For example, the LIME system generates explanations of a prediction by identifying the most important features that contributed to a classification. It does this in a smart ay that works for any learning algorithm. In an example, the classification of an image of a tree frog turns out to hinge on the two red eyes of the frog. Alternative, but less likely classifications given by the system are a pool table with two red billiard balls and of two red balloons. This information makes the prediction of the system easier to understand for the user — and also removes the magic from machine intelligence.
To see how useful this is, consider a system that predicted that people without fixed telephone lines are less likely to turn up at court. This was a relic from the days when there was no mobile telephony, but decision makers still used this prediction. Had they known which factor explained this prediction, they would have made different decisions.
(7) Explanation of the underlying mechanism
A correlation found among variables in a data set may indicate an underlying mechanism. Or it may be a meaningless coincidence present in the training set.
For example, if a prediction machine diagnoses a likely flu when a patient has headache, fever and sneezes, a physician who uses this machine knows that there is a biological mechanism that leads from the flu to these symptoms. This increases trust in the prediction.
The mechanism that produces a correlation need not be a causal relation among the correlated variables. It may be a third phenomenon that produces the correlation. For example, ice cream sales and crime rates are correlated, but this is not a causal relationship. The explanation of the correlation is that in warm weather, people are more likely to be on holiday (enabling burglaries) and buy more ice cream.
To trust that a correlation is meaningful, we must believe that there is an underlying mechanism that produces it. Mechanisms consist of physical, biological, psychological, social or digital entities that interact with each other, which produces an effect.[vi] They may be nondeterministic and we may not fully understand them. But at least we must believe that some mechanisms exists that produces the correlation.
For some applications of machine learning, it is hard to imagine any mechanism that could be responsible for the correlation. Prediction if someone is a criminal, gay, or an autist purely based on face images belong in this category.
Knowing which features contributed to a prediction (question 3) is not enough. The decision maker must know that there is an underlying mechanism that explains this prediction. If there is no credible mechanism, then the prediction is not credible either.
(8) Judging similarity
When a statistical model is applied to a case, the human decision maker assesses similarity between the case to be decided and the cases in the training sample. If this similarity judgment is based only on the observable features of the case, then conclusions drawn from it are shaky.

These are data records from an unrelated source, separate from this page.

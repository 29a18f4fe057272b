//! rights_server: REST surface for the aggregated rights service.

pub mod config;
pub mod error;
pub mod handlers;
pub mod metric_client;
pub mod middleware;
pub mod router;
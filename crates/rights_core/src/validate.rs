//! Metric and aggregation-membership validation.

use std::collections::HashSet;

use crate::error::RightsError;
use crate::ports::{AggregationStore, MetricCatalog};
use crate::types::{AggregationProduct, Metric};

// ── Metrics ───────────────────────────────────────────────────

/// At least one name is required and every requested name must exist in
/// `catalog`. Exact, case-sensitive match.
pub fn check_metrics<'a>(
    catalog: &[Metric],
    requested: impl IntoIterator<Item = &'a str>,
) -> Result<(), RightsError> {
    if catalog.is_empty() {
        return Err(RightsError::invalid("MetricNotExists"));
    }
    let mut checked = 0usize;
    for name in requested {
        if !catalog.iter().any(|m| m.name == name) {
            tracing::debug!(metric = name, "metric not in catalog");
            return Err(RightsError::invalid("MetricNotExists"));
        }
        checked += 1;
    }
    if checked == 0 {
        tracing::debug!("no metric requested");
        return Err(RightsError::invalid("MetricNotExists"));
    }
    Ok(())
}

/// Fetch the scope's catalog and check `requested` against it.
///
/// The fetched catalog is returned so callers can reuse it.
pub async fn validate_metrics(
    catalog: &dyn MetricCatalog,
    scope: &str,
    requested: &[String],
) -> Result<Vec<Metric>, RightsError> {
    let metrics = catalog.list_metrics(scope).await.map_err(|e| {
        tracing::error!(scope, error = %e, "metric catalog unavailable");
        RightsError::ServiceUnavailable("ServiceError".into())
    })?;
    check_metrics(&metrics, requested.iter().map(String::as_str))?;
    Ok(metrics)
}

// ── Aggregation membership ────────────────────────────────────

/// On create `selected` is `None`: every swidtag must come from a non-empty
/// `available` pool. On update each swidtag may also come from `selected`.
pub fn check_membership(
    available: &[AggregationProduct],
    selected: Option<&[AggregationProduct]>,
    swidtags: &[String],
) -> Result<(), RightsError> {
    let mut pool: HashSet<&str> = available.iter().map(|p| p.swidtag.as_str()).collect();
    match selected {
        None if pool.is_empty() => {
            return Err(RightsError::invalid("ProductNotAvailable"));
        }
        None => {}
        Some(selected) => pool.extend(selected.iter().map(|p| p.swidtag.as_str())),
    }
    match swidtags.iter().find(|s| !pool.contains(s.as_str())) {
        Some(missing) => {
            tracing::debug!(swidtag = %missing, "swidtag not in product pool");
            Err(RightsError::invalid("ProductNotAvailable"))
        }
        None => Ok(()),
    }
}

/// Load the editor's pool (and, when `aggregation_id` is set, its current
/// selection) and check `swidtags` against it.
pub async fn validate_membership(
    store: &dyn AggregationStore,
    editor: &str,
    scope: &str,
    aggregation_id: Option<i32>,
    swidtags: &[String],
) -> Result<(), RightsError> {
    let available = store
        .list_available_products(editor, scope)
        .await
        .map_err(|e| lookup_failed("list available products", scope, e))?;
    let selected = match aggregation_id {
        Some(id) => Some(
            store
                .list_selected_products(id, scope)
                .await
                .map_err(|e| lookup_failed("list selected products", scope, e))?,
        ),
        None => None,
    };
    check_membership(&available, selected.as_deref(), swidtags)
}

/// Log a failed read and hide its detail behind `Internal(DBError)`.
pub(crate) fn lookup_failed(op: &str, scope: &str, e: RightsError) -> RightsError {
    match e {
        RightsError::Internal(inner) => {
            tracing::error!(op, scope, error = %inner, "store lookup failed");
            RightsError::Internal(inner)
        }
        other => other,
    }
}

For example, the following similarity judgment is based on features only:
- Brains can think.
- This walnut has the same outward features as a brain.
- This walnut probably can think.
What is missing is structural similarity. The mechanisms of thinking present in the brain are absent from walnuts. We are sure of this even if we do not fully understand these mechanisms.
To assess similarity of the case to be decided to the cases in the training set, the decision maker must assess whether the underlying mechanisms that explains the correlation in the training set is also present in the case at hand.
For example, the mechanism that explains the correlation between flu and symptoms like headache, fever and sneezing is not only present in the training sample, it is also present in the patient currently diagnosed by the physician. This justifies the use of the machine prediction in the diagnosis of this patient.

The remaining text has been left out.